▶ [EXERCISE PROMPT]: Within the records below, filter for lines carrying the word "roots" and copy them.

Collected data entries:
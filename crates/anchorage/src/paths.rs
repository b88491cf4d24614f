//! Signed paths from the layout's first vertex, and the linear constraints they imply.
//!
//! Two paths reaching the same vertex must have the same signed length. Each anchor is walked
//! exactly once, so every anchor that closes a cycle contributes exactly one equality.

use std::collections::BTreeSet;

use indexmap::IndexMap;
use rustc_hash::FxBuildHasher;

use crate::anchor::{AnchorKind, AxisGraph};
use crate::arena::{AnchorId, VertexId};
use crate::simplex::{Constraint, Ratio};

pub(crate) type PathMap = IndexMap<VertexId, Vec<GraphPath>, FxBuildHasher>;

/// Anchors walked along their direction and against it.
#[derive(Debug, Clone, Default, PartialEq, Eq)]
pub(crate) struct GraphPath {
    pub positives: BTreeSet<AnchorId>,
    pub negatives: BTreeSet<AnchorId>,
}

impl GraphPath {
    fn extended(&self, anchor: AnchorId, forward: bool) -> Self {
        let mut path = self.clone();
        if forward {
            path.positives.insert(anchor);
        } else {
            path.negatives.insert(anchor);
        }
        path
    }

    /// `self - other = 0`.
    pub fn constraint(&self, other: &GraphPath) -> Constraint<AnchorId> {
        let mut c = Constraint::new(Ratio::Equal, 0.0);
        for &id in &self.positives {
            c.add(id, 1.0);
        }
        for &id in &self.negatives {
            c.add(id, -1.0);
        }
        for &id in &other.positives {
            c.add(id, -1.0);
        }
        for &id in &other.negatives {
            c.add(id, 1.0);
        }
        c
    }

    /// Signed terms of the path's length.
    pub fn terms(&self) -> impl Iterator<Item = (AnchorId, f64)> + '_ {
        self.positives
            .iter()
            .map(|&id| (id, 1.0))
            .chain(self.negatives.iter().map(|&id| (id, -1.0)))
    }

    pub fn anchors(&self) -> impl Iterator<Item = AnchorId> + '_ {
        self.positives.iter().chain(&self.negatives).copied()
    }
}

/// Walks the graph depth first from the layout's first vertex, then from the lowest vertex of
/// every component the layout does not reach. Neighbours are visited in ascending order.
pub(crate) fn find_paths(axis: &AxisGraph) -> PathMap {
    let mut paths = PathMap::default();
    let mut visited: BTreeSet<AnchorId> = BTreeSet::new();
    let roots = std::iter::once(axis.layout.first).chain(axis.graph.vertices());

    for root in roots {
        if paths.contains_key(&root) {
            continue;
        }
        paths.insert(root, vec![GraphPath::default()]);
        let mut stack: Vec<(VertexId, VertexId)> = axis
            .graph
            .adjacent_vertices(root)
            .into_iter()
            .rev()
            .map(|w| (root, w))
            .collect();

        while let Some((v, w)) = stack.pop() {
            let Some(id) = axis.anchor_between(v, w) else {
                continue;
            };
            if !visited.insert(id) {
                continue;
            }
            let forward = axis.anchors.get(id).is_some_and(|a| a.from == v);
            let base = paths
                .get(&v)
                .and_then(|list| list.last())
                .cloned()
                .unwrap_or_default();
            paths.entry(w).or_default().push(base.extended(id, forward));
            stack.extend(
                axis.graph
                    .adjacent_vertices(w)
                    .into_iter()
                    .rev()
                    .map(|x| (w, x)),
            );
        }
    }
    paths
}

/// One equality per extra path to a vertex, against that vertex's first path.
pub(crate) fn path_constraints(paths: &PathMap) -> Vec<Constraint<AnchorId>> {
    let mut out = Vec::new();
    for list in paths.values() {
        let Some((reference, rest)) = list.split_first() else {
            continue;
        };
        for path in rest {
            let c = path.constraint(reference);
            if !c.variables.is_empty() {
                out.push(c);
            }
        }
    }
    out
}

/// The top-level anchor currently standing for `id`, and the sign relating the two lengths.
fn top_level(axis: &AxisGraph, mut id: AnchorId) -> (AnchorId, f64) {
    let mut sign = 1.0;
    while let Some(parent) = axis.anchors.get(id).and_then(|a| a.parent) {
        let Some(data) = axis.anchors.get(parent) else {
            break;
        };
        match data.kind {
            AnchorKind::Parallel {
                second,
                second_forward,
                ..
            } => {
                if second == id && !second_forward {
                    sign = -sign;
                }
            }
            _ => break,
        }
        id = parent;
    }
    (id, sign)
}

/// `master - slave = 0` for every split center, expressed over the simplified graph.
pub(crate) fn center_constraints(axis: &AxisGraph) -> Vec<Constraint<AnchorId>> {
    axis.centers
        .iter()
        .filter_map(|center| {
            let (master, master_sign) = top_level(axis, center.master);
            let (slave, slave_sign) = top_level(axis, center.slave);
            let mut c = Constraint::new(Ratio::Equal, 0.0);
            c.add(master, master_sign);
            c.add(slave, -slave_sign);
            (!c.variables.is_empty()).then_some(c)
        })
        .collect()
}

/// Splits constraints into those connected to `seeds` through shared variables (the trunk)
/// and the rest.
pub(crate) fn partition(
    constraints: Vec<Constraint<AnchorId>>,
    seeds: impl IntoIterator<Item = AnchorId>,
) -> (Vec<Constraint<AnchorId>>, Vec<Constraint<AnchorId>>) {
    let mut trunk_vars: BTreeSet<AnchorId> = seeds.into_iter().collect();
    let mut trunk = Vec::new();
    let mut rest = constraints;
    loop {
        let (joined, remaining): (Vec<_>, Vec<_>) = rest
            .into_iter()
            .partition(|c| c.variables.keys().any(|v| trunk_vars.contains(v)));
        rest = remaining;
        if joined.is_empty() {
            break;
        }
        for c in &joined {
            trunk_vars.extend(c.variables.keys().copied());
        }
        trunk.extend(joined);
    }
    (trunk, rest)
}
impl AxisGraph {
    pub fn new(orientation: Orientation) -> Self {
        let mut vertices = Arena::new();
        let mut points = BTreeMap::new();
        let mut layout_point = |edge: Edge| {
            let key = AnchorPoint {
                item: ItemRef::Layout,
                edge,
            };
            let v = vertices.insert(Vertex::Point(key));
            points.insert(key, v);
            v
        };
        let first = layout_point(Edge::first(orientation));
        let last = layout_point(Edge::last(orientation));

        let mut axis = Self {
            orientation,
            vertices,
            anchors: Arena::new(),
            graph: Graph::new(),
            points,
            centers: Vec::new(),
            layout: LayoutVertices {
                first,
                center: None,
                last,
            },
            state: SolveState::Dirty,
            key_sizes: KeySizes::default(),
            has_conflicts: false,
            connected: BTreeSet::new(),
        };
        axis.create_item_edges(ItemRef::Layout);
        axis
    }

    pub fn invalidate(&mut self) {
        self.state = SolveState::Dirty;
    }

    pub fn point(&self, item: ItemRef, edge: Edge) -> Option<VertexId> {
        self.points.get(&AnchorPoint { item, edge }).copied()
    }

    pub fn ensure_point(&mut self, item: ItemRef, edge: Edge) -> VertexId {
        let key = AnchorPoint { item, edge };
        if let Some(&v) = self.points.get(&key) {
            return v;
        }
        let v = self.vertices.insert(Vertex::Point(key));
        self.points.insert(key, v);
        v
    }

    /// Forgets a point nothing refers to anymore. Layout first/last points always stay.
    pub fn drop_point_if_unused(&mut self, v: VertexId) {
        if self.graph.degree(v) > 0 || v == self.layout.first || v == self.layout.last {
            return;
        }
        if let Some(Vertex::Point(key)) = self.vertices.remove(v) {
            self.points.remove(&key);
        }
    }

    pub fn point_of(&self, v: VertexId) -> Option<AnchorPoint> {
        match self.vertices.get(v)? {
            Vertex::Point(p) => Some(*p),
            Vertex::Pair(_) => None,
        }
    }

    /// Layout points, and pairs containing one.
    pub fn is_layout_vertex(&self, v: VertexId) -> bool {
        match self.vertices.get(v) {
            Some(Vertex::Point(p)) => p.item == ItemRef::Layout,
            Some(Vertex::Pair(pair)) => {
                self.is_layout_vertex(pair.first) || self.is_layout_vertex(pair.second)
            }
            None => false,
        }
    }

    pub fn anchor_between(&self, v1: VertexId, v2: VertexId) -> Option<AnchorId> {
        self.graph.edge_data(v1, v2).copied()
    }

    pub fn insert_anchor(&mut self, data: AnchorData) -> anchorage_graphlib::Result<AnchorId> {
        let (from, to) = (data.from, data.to);
        let id = self.anchors.insert(data);
        if let Err(e) = self.graph.create_edge(from, to, id) {
            self.anchors.remove(id);
            return Err(e);
        }
        Ok(id)
    }

    /// Removes an anchor from the graph and the arena; endpoints are left in place.
    pub fn remove_anchor(&mut self, id: AnchorId) -> Option<AnchorData> {
        let anchor = self.anchors.get(id)?;
        if self.anchor_between(anchor.from, anchor.to) == Some(id) {
            self.graph.remove_edge(anchor.from, anchor.to);
        }
        self.anchors.remove(id)
    }

    /// The anchor spanning an item's first and last edge, when it is not split by a center.
    fn extent_anchor(&self, item: ItemRef) -> Option<AnchorId> {
        let first = self.point(item, Edge::first(self.orientation))?;
        let last = self.point(item, Edge::last(self.orientation))?;
        let id = self.anchor_between(first, last)?;
        self.anchors.get(id)?.is_internal_of(item).then_some(id)
    }

    pub fn has_item_edges(&self, item: ItemRef) -> bool {
        self.point(item, Edge::first(self.orientation)).is_some()
    }

    pub fn create_item_edges(&mut self, item: ItemRef) {
        let first = self.ensure_point(item, Edge::first(self.orientation));
        let last = self.ensure_point(item, Edge::last(self.orientation));
        if self.anchor_between(first, last).is_some() {
            return;
        }
        let data = AnchorData::normal(first, last, AnchorSource::Item { item, half: false });
        if self.insert_anchor(data).is_err() {
            debug_assert!(false, "item extent anchor could not be created");
        }
        self.invalidate();
    }

    /// Drops an item's internal anchors and its then-unused points.
    pub fn remove_item_edges(&mut self, item: ItemRef) {
        let internal: Vec<AnchorId> = self
            .anchors
            .iter()
            .filter(|(_, a)| a.is_internal_of(item))
            .map(|(id, _)| id)
            .collect();
        for id in internal {
            self.remove_anchor(id);
        }
        self.centers.retain(|c| c.item != item);
        for edge in [
            Edge::first(self.orientation),
            Edge::center(self.orientation),
            Edge::last(self.orientation),
        ] {
            if let Some(v) = self.point(item, edge) {
                self.drop_point_if_unused(v);
            }
        }
        self.invalidate();
    }

    /// Splits the extent anchor of `item` at its center into a master and a slave half.
    pub fn create_center_anchors(&mut self, item: ItemRef) {
        let orientation = self.orientation;
        if self.point(item, Edge::center(orientation)).is_some() {
            return;
        }
        let (Some(first), Some(last)) = (
            self.point(item, Edge::first(orientation)),
            self.point(item, Edge::last(orientation)),
        ) else {
            return;
        };
        if let Some(id) = self.extent_anchor(item) {
            self.remove_anchor(id);
        }
        let center = self.ensure_point(item, Edge::center(orientation));

        let mut master = AnchorData::normal(first, center, AnchorSource::Item { item, half: true });
        master.dependency = Dependency::Master;
        let mut slave = AnchorData::normal(center, last, AnchorSource::Item { item, half: true });
        slave.dependency = Dependency::Slave;

        match (self.insert_anchor(master), self.insert_anchor(slave)) {
            (Ok(master), Ok(slave)) => self.centers.push(CenterConstraint {
                item,
                master,
                slave,
            }),
            _ => debug_assert!(false, "center halves could not be created"),
        }
        if item == ItemRef::Layout {
            self.layout.center = Some(center);
        }
        self.invalidate();
    }

    /// Merges the two halves back once nothing else is anchored to the center.
    pub fn remove_center_anchors(&mut self, item: ItemRef) {
        let orientation = self.orientation;
        let Some(center) = self.point(item, Edge::center(orientation)) else {
            return;
        };
        if self.graph.degree(center) > 2 {
            return;
        }
        let Some(index) = self.centers.iter().position(|c| c.item == item) else {
            return;
        };
        let constraint = self.centers.remove(index);
        self.remove_anchor(constraint.master);
        self.remove_anchor(constraint.slave);
        self.drop_point_if_unused(center);
        if item == ItemRef::Layout {
            self.layout.center = None;
        }

        if let (Some(first), Some(last)) = (
            self.point(item, Edge::first(orientation)),
            self.point(item, Edge::last(orientation)),
        ) {
            let data = AnchorData::normal(first, last, AnchorSource::Item { item, half: false });
            if self.insert_anchor(data).is_err() {
                debug_assert!(false, "item extent anchor could not be restored");
            }
        }
        self.invalidate();
    }

    /// Anchors touching `item`'s points that are not the item's own extent anchors.
    pub fn external_anchors(&self, item: ItemRef) -> Vec<AnchorId> {
        let mut out: BTreeSet<AnchorId> = BTreeSet::new();
        for edge in [
            Edge::first(self.orientation),
            Edge::center(self.orientation),
            Edge::last(self.orientation),
        ] {
            let Some(v) = self.point(item, edge) else {
                continue;
            };
            for w in self.graph.neighbors(v) {
                let Some(id) = self.anchor_between(v, w) else {
                    continue;
                };
                if self.anchors.get(id).is_some_and(|a| !a.is_internal_of(item)) {
                    out.insert(id);
                }
            }
        }
        out.into_iter().collect()
    }

    /// Recomputes every normal anchor's nominal sizes and resets its solved sizes to preferred.
    pub fn refresh_size_hints(&mut self, source: &impl SizeSource) {
        let orientation = self.orientation;
        let vertices = &self.vertices;
        let item_of = |v: VertexId| match vertices.get(v) {
            Some(Vertex::Point(p)) => p.item,
            _ => ItemRef::Layout,
        };
        for (_, anchor) in self.anchors.iter_mut() {
            let AnchorKind::Normal(source_kind) = &anchor.kind else {
                continue;
            };
            let nominal = match source_kind {
                AnchorSource::Item {
                    item: ItemRef::Layout,
                    half,
                } => {
                    let max = if *half { MAX_SIZE / 2.0 } else { MAX_SIZE };
                    Nominal {
                        min: 0.0,
                        min_pref: 0.0,
                        pref: 0.0,
                        max_pref: max,
                        max,
                    }
                }
                AnchorSource::Item {
                    item: ItemRef::Item(id),
                    half,
                } => {
                    let hints = source.item_hints(*id, orientation);
                    let min = sanitize(hints.minimum);
                    let max = sanitize(hints.maximum).max(min);
                    let pref = sanitize(hints.preferred).clamp(min, max);
                    let nominal = Nominal::from_policy(hints.policy, min, pref, max);
                    if *half { nominal.halved() } else { nominal }
                }
                AnchorSource::Spacing(spacing) => {
                    let pref = match spacing.value {
                        Some(value) => sanitize(value),
                        None => sanitize(source.default_spacing(
                            source.control_type(item_of(anchor.from)),
                            source.control_type(item_of(anchor.to)),
                            orientation,
                        )),
                    };
                    Nominal::from_policy(spacing.policy, 0.0, pref, MAX_SIZE)
                }
            };
            anchor.nominal = nominal;
            anchor.solved = Solved::all(nominal.pref);
        }
    }
}
use thiserror::Error;

pub type Result<T> = std::result::Result<T, Error>;

#[derive(Debug, Error, Clone, PartialEq, Eq)]
pub enum Error {
    #[error("an edge already connects these vertices")]
    DuplicateEdge,
    #[error("an edge cannot connect a vertex to itself")]
    SelfLoop,
}
//! Geometry and anchor-point vocabulary shared by every stage of the engine.

use serde::{Deserialize, Serialize};

use crate::arena::ItemId;

/// Largest extent an anchor or item may take; also the nominal maximum of the layout's own
/// structural anchors.
pub const MAX_SIZE: f64 = 16_777_215.0;

#[derive(Debug, Clone, Copy, PartialEq, Eq, Hash, PartialOrd, Ord, Serialize, Deserialize)]
#[serde(rename_all = "snake_case")]
pub enum Orientation {
    Horizontal,
    Vertical,
}

impl Orientation {
    pub const ALL: [Orientation; 2] = [Orientation::Horizontal, Orientation::Vertical];

    pub(crate) fn index(self) -> usize {
        match self {
            Orientation::Horizontal => 0,
            Orientation::Vertical => 1,
        }
    }
}

/// One of the six anchorage points of an item.
///
/// The declaration order matters: direction normalization compares edges by it.
#[derive(Debug, Clone, Copy, PartialEq, Eq, Hash, PartialOrd, Ord)]
pub enum Edge {
    Left,
    HCenter,
    Right,
    Top,
    VCenter,
    Bottom,
}

impl Edge {
    pub fn orientation(self) -> Orientation {
        match self {
            Edge::Left | Edge::HCenter | Edge::Right => Orientation::Horizontal,
            Edge::Top | Edge::VCenter | Edge::Bottom => Orientation::Vertical,
        }
    }

    /// Left and right (top and bottom) are opposite; a center is its own opposite.
    pub fn opposite(self) -> Edge {
        match self {
            Edge::Left => Edge::Right,
            Edge::Right => Edge::Left,
            Edge::Top => Edge::Bottom,
            Edge::Bottom => Edge::Top,
            center => center,
        }
    }

    pub fn is_center(self) -> bool {
        matches!(self, Edge::HCenter | Edge::VCenter)
    }

    pub(crate) fn first(orientation: Orientation) -> Edge {
        match orientation {
            Orientation::Horizontal => Edge::Left,
            Orientation::Vertical => Edge::Top,
        }
    }

    pub(crate) fn center(orientation: Orientation) -> Edge {
        match orientation {
            Orientation::Horizontal => Edge::HCenter,
            Orientation::Vertical => Edge::VCenter,
        }
    }

    pub(crate) fn last(orientation: Orientation) -> Edge {
        match orientation {
            Orientation::Horizontal => Edge::Right,
            Orientation::Vertical => Edge::Bottom,
        }
    }

    /// Right and bottom edges; anchors leaving the layout from them point inwards.
    pub(crate) fn is_trailing(self) -> bool {
        matches!(self, Edge::Right | Edge::Bottom)
    }
}

#[derive(Debug, Clone, Copy, PartialEq, Eq, Hash)]
pub enum Corner {
    TopLeft,
    TopRight,
    BottomLeft,
    BottomRight,
}

impl Corner {
    /// The horizontal and vertical edges meeting at this corner.
    pub fn edges(self) -> (Edge, Edge) {
        match self {
            Corner::TopLeft => (Edge::Left, Edge::Top),
            Corner::TopRight => (Edge::Right, Edge::Top),
            Corner::BottomLeft => (Edge::Left, Edge::Bottom),
            Corner::BottomRight => (Edge::Right, Edge::Bottom),
        }
    }
}

/// Either the layout itself or one of its items.
#[derive(Debug, Clone, Copy, PartialEq, Eq, Hash, PartialOrd, Ord)]
pub enum ItemRef {
    Layout,
    Item(ItemId),
}

impl From<ItemId> for ItemRef {
    fn from(id: ItemId) -> Self {
        ItemRef::Item(id)
    }
}

#[derive(Debug, Clone, Copy, PartialEq, Eq, Hash, PartialOrd, Ord)]
pub(crate) struct AnchorPoint {
    pub item: ItemRef,
    pub edge: Edge,
}

#[derive(Debug, Clone, Copy, PartialEq, Eq, Hash)]
pub enum SizeHint {
    Minimum,
    Preferred,
    Maximum,
}

#[derive(Debug, Clone, Copy, Default, PartialEq, Serialize, Deserialize)]
pub struct Size {
    pub width: f64,
    pub height: f64,
}

impl Size {
    pub const fn new(width: f64, height: f64) -> Self {
        Self { width, height }
    }

    pub fn along(&self, orientation: Orientation) -> f64 {
        match orientation {
            Orientation::Horizontal => self.width,
            Orientation::Vertical => self.height,
        }
    }

    pub(crate) fn set_along(&mut self, orientation: Orientation, value: f64) {
        match orientation {
            Orientation::Horizontal => self.width = value,
            Orientation::Vertical => self.height = value,
        }
    }
}

#[derive(Debug, Clone, Copy, Default, PartialEq, Serialize, Deserialize)]
pub struct Rect {
    pub x: f64,
    pub y: f64,
    pub width: f64,
    pub height: f64,
}

impl Rect {
    pub const fn new(x: f64, y: f64, width: f64, height: f64) -> Self {
        Self {
            x,
            y,
            width,
            height,
        }
    }

    pub fn left(&self) -> f64 {
        self.x
    }

    pub fn top(&self) -> f64 {
        self.y
    }

    pub fn right(&self) -> f64 {
        self.x + self.width
    }

    pub fn bottom(&self) -> f64 {
        self.y + self.height
    }

    pub fn size(&self) -> Size {
        Size::new(self.width, self.height)
    }

    /// Start coordinate and extent along `orientation`.
    pub(crate) fn span(&self, orientation: Orientation) -> (f64, f64) {
        match orientation {
            Orientation::Horizontal => (self.x, self.width),
            Orientation::Vertical => (self.y, self.height),
        }
    }

    pub(crate) fn shrunk_by(&self, margins: &Margins) -> Rect {
        Rect {
            x: self.x + margins.left,
            y: self.y + margins.top,
            width: (self.width - margins.left - margins.right).max(0.0),
            height: (self.height - margins.top - margins.bottom).max(0.0),
        }
    }
}

#[derive(Debug, Clone, Copy, Default, PartialEq, Serialize, Deserialize)]
#[serde(default)]
pub struct Margins {
    pub left: f64,
    pub top: f64,
    pub right: f64,
    pub bottom: f64,
}

impl Margins {
    pub const fn uniform(value: f64) -> Self {
        Self {
            left: value,
            top: value,
            right: value,
            bottom: value,
        }
    }

    pub(crate) fn total(&self, orientation: Orientation) -> f64 {
        match orientation {
            Orientation::Horizontal => self.left + self.right,
            Orientation::Vertical => self.top + self.bottom,
        }
    }
}

#[derive(Debug, Clone, Copy, Default, PartialEq, Eq, Serialize, Deserialize)]
#[serde(rename_all = "snake_case")]
pub enum LayoutDirection {
    #[default]
    LeftToRight,
    RightToLeft,
}

/// How an item (or a spacing anchor) may deviate from its preferred size along one axis.
#[derive(Debug, Clone, Copy, Default, PartialEq, Eq, Hash, Serialize, Deserialize)]
#[serde(rename_all = "snake_case")]
pub enum SizePolicy {
    Fixed,
    Minimum,
    Maximum,
    #[default]
    Preferred,
    Expanding,
    MinimumExpanding,
    Ignored,
}

impl SizePolicy {
    pub fn can_grow(self) -> bool {
        matches!(
            self,
            SizePolicy::Minimum
                | SizePolicy::Preferred
                | SizePolicy::Expanding
                | SizePolicy::MinimumExpanding
                | SizePolicy::Ignored
        )
    }

    pub fn can_shrink(self) -> bool {
        matches!(
            self,
            SizePolicy::Maximum
                | SizePolicy::Preferred
                | SizePolicy::Expanding
                | SizePolicy::Ignored
        )
    }

    pub fn expands(self) -> bool {
        matches!(self, SizePolicy::Expanding | SizePolicy::MinimumExpanding)
    }

    pub fn ignores_hint(self) -> bool {
        matches!(self, SizePolicy::Ignored)
    }
}

/// Widget category used by the spacing style.
#[derive(Debug, Clone, Copy, Default, PartialEq, Eq, Hash, PartialOrd, Ord)]
pub enum ControlType {
    #[default]
    Default,
    ButtonBox,
    CheckBox,
    ComboBox,
    Frame,
    GroupBox,
    Label,
    Line,
    LineEdit,
    PushButton,
    RadioButton,
    Slider,
    SpinBox,
    TabWidget,
    ToolButton,
}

▶ [FINISHED EXERCISE]:
    let roots = std::iter::once(axis.layout.first).chain(axis.graph.vertices());
    for root in roots {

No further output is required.